Tudo, com exceção de uma elite privilegiada, está se miserabilizando (particularmente por causa da corrupção, da inflação, do subemprego etc.). A enorme perda de espaço da indústria brasileira no PIB nos últimos 20 anos significa regressão da nossa complexidade econômica. Se a metodologia apresentada por R. Hausmann e C. Hidalgo elevar o seu nível de consistência (fiabilidade), nosso futuro está comprometido. Estamos perdendo a corrida tecnológica. Mais uma revolução jogada fora. Nossas classes dominantes se especializaram em desprezar as oportunidades que o mundo cria. Revoluções tecnológicas vêm e vão sem mudar nossa estrutura de poder, tampouco (de forma sustentável) a estratificação social, que necessita de uma radical mudança na distribuição da riqueza e das oportunidades de crescimento para todos (que começa pela educação de qualidade).
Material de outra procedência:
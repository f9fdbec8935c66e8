//! Hotkey listener lifecycle and pump-thread ownership.
//!
//! The listener owns one platform backend and the dedicated thread its
//! message loop runs on. Registration calls are marshaled onto that thread,
//! because the OS ties both the hidden receiver and the hotkey slot to the
//! thread that created them.
//!
//! Lifecycle: `Created` (receiver not yet built) -> `Armed` (loop running,
//! events flowing) -> `Disposed` (terminal; receiver destroyed, binding
//! released). `Disposed` is reachable from any state and nothing is valid
//! afterwards.

use std::sync::mpsc;
use std::thread;
use std::time::Duration;

use tracing::{info, warn};

use super::backend::{HotkeyBackend, HotkeyError, PumpCommand, PumpWaker};
use super::dispatch::Dispatcher;
use super::registrar::{HotkeyBinding, RegistrationError};
use crate::keys::{KeyCode, ModifierSet};

/// How long to wait for the pump thread to build its receiver.
const START_TIMEOUT: Duration = Duration::from_secs(5);
/// How long a marshaled register/unregister may take before giving up.
const REPLY_TIMEOUT: Duration = Duration::from_secs(2);

#[derive(Debug, Clone, Copy, PartialEq, Eq)]
enum Phase {
    Created,
    Armed,
    Disposed,
}

struct PumpThread {
    commands: mpsc::Sender<PumpCommand>,
    waker: Box<dyn PumpWaker>,
    handle: thread::JoinHandle<()>,
}

/// Owner of the hidden receiver and the single hotkey slot.
pub struct HotkeyListener {
    phase: Phase,
    backend_name: &'static str,
    pending: Option<(Box<dyn HotkeyBackend>, Dispatcher)>,
    pump: Option<PumpThread>,
    binding: Option<HotkeyBinding>,
}

impl HotkeyListener {
    /// Create a listener in the `Created` state. No OS state exists yet.
    pub fn new(backend: Box<dyn HotkeyBackend>, dispatcher: Dispatcher) -> Self {
        Self {
            phase: Phase::Created,
            backend_name: backend.name(),
            pending: Some((backend, dispatcher)),
            pump: None,
            binding: None,
        }
    }

    /// Spawn the pump thread and wait for the backend's receiver to exist.
    ///
    /// A failed start consumes the backend and leaves the listener disposed;
    /// the daemon keeps running without hotkey capture.
    pub fn start(&mut self) -> Result<(), HotkeyError> {
        match self.phase {
            Phase::Armed => return Err(HotkeyError::AlreadyArmed),
            Phase::Disposed => return Err(HotkeyError::Disposed),
            Phase::Created => {}
        }

        let (backend, dispatcher) = self.pending.take().ok_or(HotkeyError::Disposed)?;

        let (ready_tx, ready_rx) = mpsc::channel();
        let (cmd_tx, cmd_rx) = mpsc::channel();

        let handle = thread::Builder::new()
            .name("hotkey-pump".to_string())
            .spawn(move || backend.run(ready_tx, cmd_rx, dispatcher))
            .map_err(|e| HotkeyError::ThreadSpawn(e.to_string()))?;

        match ready_rx.recv_timeout(START_TIMEOUT) {
            Ok(Ok(waker)) => {
                self.pump = Some(PumpThread {
                    commands: cmd_tx,
                    waker,
                    handle,
                });
                self.phase = Phase::Armed;
                info!(backend = self.backend_name, "hotkey listener armed");
                Ok(())
            }
            Ok(Err(e)) => {
                let _ = handle.join();
                self.phase = Phase::Disposed;
                Err(e)
            }
            Err(_) => {
                // The thread holds a dead ready channel; if it ever comes up
                // it notices the closed receiver and exits on its own.
                drop(cmd_tx);
                self.phase = Phase::Disposed;
                Err(HotkeyError::StartTimeout)
            }
        }
    }

    /// Register a combination into the slot, replacing any prior one.
    pub fn register(
        &mut self,
        key: KeyCode,
        modifiers: ModifierSet,
    ) -> Result<(), RegistrationError> {
        match self.phase {
            Phase::Created => return Err(RegistrationError::NotArmed),
            Phase::Disposed => return Err(RegistrationError::Disposed),
            Phase::Armed => {}
        }

        let (reply_tx, reply_rx) = mpsc::channel();
        self.send_command(PumpCommand::Register {
            key,
            modifiers,
            reply: reply_tx,
        })?;
        let result = Self::await_reply(&reply_rx);
        if result.is_ok() {
            // The pump accepted it, so the binding invariant held.
            self.binding = HotkeyBinding::new(key, modifiers).ok();
        }
        result
    }

    /// Release the slot. A no-op when nothing is registered.
    pub fn unregister(&mut self) -> Result<(), RegistrationError> {
        match self.phase {
            // Nothing was ever registered; honor the idempotent contract.
            Phase::Created => return Ok(()),
            Phase::Disposed => return Err(RegistrationError::Disposed),
            Phase::Armed => {}
        }

        let (reply_tx, reply_rx) = mpsc::channel();
        self.send_command(PumpCommand::Unregister { reply: reply_tx })?;
        let result = Self::await_reply(&reply_rx);
        self.binding = None;
        result
    }

    /// Tear down the receiver and the pump thread. Any registered binding is
    /// released best-effort; terminal and idempotent.
    pub fn dispose(&mut self) {
        if self.phase == Phase::Disposed {
            return;
        }

        if let Some(pump) = self.pump.take() {
            let _ = pump.commands.send(PumpCommand::Shutdown);
            pump.waker.wake();
            if pump.handle.join().is_err() {
                warn!("hotkey pump thread panicked during shutdown");
            }
        }

        self.pending = None;
        self.binding = None;
        self.phase = Phase::Disposed;
        info!(backend = self.backend_name, "hotkey listener disposed");
    }

    pub fn is_armed(&self) -> bool {
        self.phase == Phase::Armed
    }

    pub fn backend_name(&self) -> &'static str {
        self.backend_name
    }

    /// The combination currently held in the slot, as last confirmed by the
    /// pump thread.
    pub fn current_binding(&self) -> Option<HotkeyBinding> {
        self.binding
    }

    fn send_command(&self, command: PumpCommand) -> Result<(), RegistrationError> {
        let pump = self
            .pump
            .as_ref()
            .ok_or_else(|| RegistrationError::Backend("pump thread not running".into()))?;
        pump.commands
            .send(command)
            .map_err(|_| RegistrationError::Backend("pump thread terminated".into()))?;
        pump.waker.wake();
        Ok(())
    }

    fn await_reply(
        reply_rx: &mpsc::Receiver<Result<(), RegistrationError>>,
    ) -> Result<(), RegistrationError> {
        reply_rx
            .recv_timeout(REPLY_TIMEOUT)
            .map_err(|_| RegistrationError::Backend("no reply from pump thread".into()))?
    }
}

impl Drop for HotkeyListener {
    fn drop(&mut self) {
        self.dispose();
    }
}

#[cfg(test)]
mod tests {
    use std::time::Instant;

    use super::*;
    use crate::hotkey::dispatch::Subscription;
    use crate::hotkey::event::encode_payload;
    use crate::hotkey::mock::{ApiCall, MockBackend, MockHandle};
    use crate::hotkey::registrar::HOTKEY_SLOT;

    fn armed_listener() -> (HotkeyListener, MockHandle, Subscription) {
        let (backend, handle) = MockBackend::new();
        let (dispatcher, subscription) = Dispatcher::channel(8);
        let mut listener = HotkeyListener::new(Box::new(backend), dispatcher);
        listener.start().unwrap();
        (listener, handle, subscription)
    }

    fn wait_for_event(subscription: &mut Subscription) -> crate::hotkey::event::HotkeyEvent {
        let deadline = Instant::now() + Duration::from_secs(1);
        loop {
            if let Some(event) = subscription.try_recv() {
                return event;
            }
            assert!(Instant::now() < deadline, "no hotkey event delivered");
            thread::sleep(Duration::from_millis(5));
        }
    }

    #[test]
    fn test_register_before_start_is_rejected() {
        let (backend, handle) = MockBackend::new();
        let (dispatcher, _subscription) = Dispatcher::channel(8);
        let mut listener = HotkeyListener::new(Box::new(backend), dispatcher);

        assert_eq!(
            listener.register(KeyCode::F1, ModifierSet::CONTROL),
            Err(RegistrationError::NotArmed)
        );
        assert!(handle.log.calls().is_empty());
    }

    #[test]
    fn test_unregister_in_created_state_is_a_no_op() {
        let (backend, _handle) = MockBackend::new();
        let (dispatcher, _subscription) = Dispatcher::channel(8);
        let mut listener = HotkeyListener::new(Box::new(backend), dispatcher);

        assert_eq!(listener.unregister(), Ok(()));
    }

    #[test]
    fn test_register_marshals_to_pump_thread() {
        let (mut listener, handle, _subscription) = armed_listener();

        listener
            .register(KeyCode::F1, ModifierSet::CONTROL | ModifierSet::SHIFT)
            .unwrap();

        let calls = handle.log.calls();
        assert_eq!(calls.len(), 1);
        assert!(matches!(calls[0], ApiCall::Register { slot: HOTKEY_SLOT, .. }));
        assert!(listener.current_binding().is_some());
    }

    #[test]
    fn test_invalid_combination_never_reaches_the_pump_api() {
        let (mut listener, handle, _subscription) = armed_listener();

        assert_eq!(
            listener.register(KeyCode::F1, ModifierSet::NONE),
            Err(RegistrationError::InvalidCombination)
        );
        assert!(handle.log.calls().is_empty());
        assert_eq!(listener.current_binding(), None);
    }

    #[test]
    fn test_dispose_is_terminal() {
        let (mut listener, _handle, _subscription) = armed_listener();

        listener.dispose();
        listener.dispose();

        assert!(!listener.is_armed());
        assert_eq!(
            listener.register(KeyCode::F1, ModifierSet::CONTROL),
            Err(RegistrationError::Disposed)
        );
        assert_eq!(listener.unregister(), Err(RegistrationError::Disposed));
        assert!(matches!(listener.start(), Err(HotkeyError::Disposed)));
    }

    #[test]
    fn test_dispose_releases_registered_binding() {
        let (mut listener, handle, _subscription) = armed_listener();

        listener.register(KeyCode::F1, ModifierSet::CONTROL).unwrap();
        listener.dispose();

        let calls = handle.log.calls();
        assert_eq!(calls.last(), Some(&ApiCall::Unregister { slot: HOTKEY_SLOT }));
    }

    #[test]
    fn test_fired_notification_reaches_subscriber() {
        let (mut listener, handle, mut subscription) = armed_listener();

        listener
            .register(KeyCode::F1, ModifierSet::CONTROL | ModifierSet::SHIFT)
            .unwrap();
        handle.fire(encode_payload(
            ModifierSet::CONTROL | ModifierSet::SHIFT,
            KeyCode::F1,
        ));

        let event = wait_for_event(&mut subscription);
        assert_eq!(event.modifiers, ModifierSet::CONTROL | ModifierSet::SHIFT);
        assert_eq!(event.key, KeyCode::F1);

        // Exactly one activation per notification.
        thread::sleep(Duration::from_millis(20));
        assert!(subscription.try_recv().is_none());

        listener.dispose();
    }

    #[test]
    fn test_notification_without_binding_is_not_delivered() {
        let (listener, handle, mut subscription) = armed_listener();

        handle.fire(0x0070_0006);

        thread::sleep(Duration::from_millis(30));
        assert!(subscription.try_recv().is_none());
        drop(listener);
    }
}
O problema aqui está: não temos nenhum projeto nacional para todos. O enriquecimento continua canalizado para poucos. Não podemos impedir as pessoas de se enriquecerem licitamente. Ao contrário, a geração de riquezas deve ser estimulada. A questão nodal, no entanto, é a forma de distribuição dela, que ignora o trabalhador que continua instrumentalizado, desdentado, maltratado e analfabeto ou semianalfabeto (analfabeto funcional). Como esperar prosperidade de um país (como país) que tem ¾ da população de analfabetos funcionais.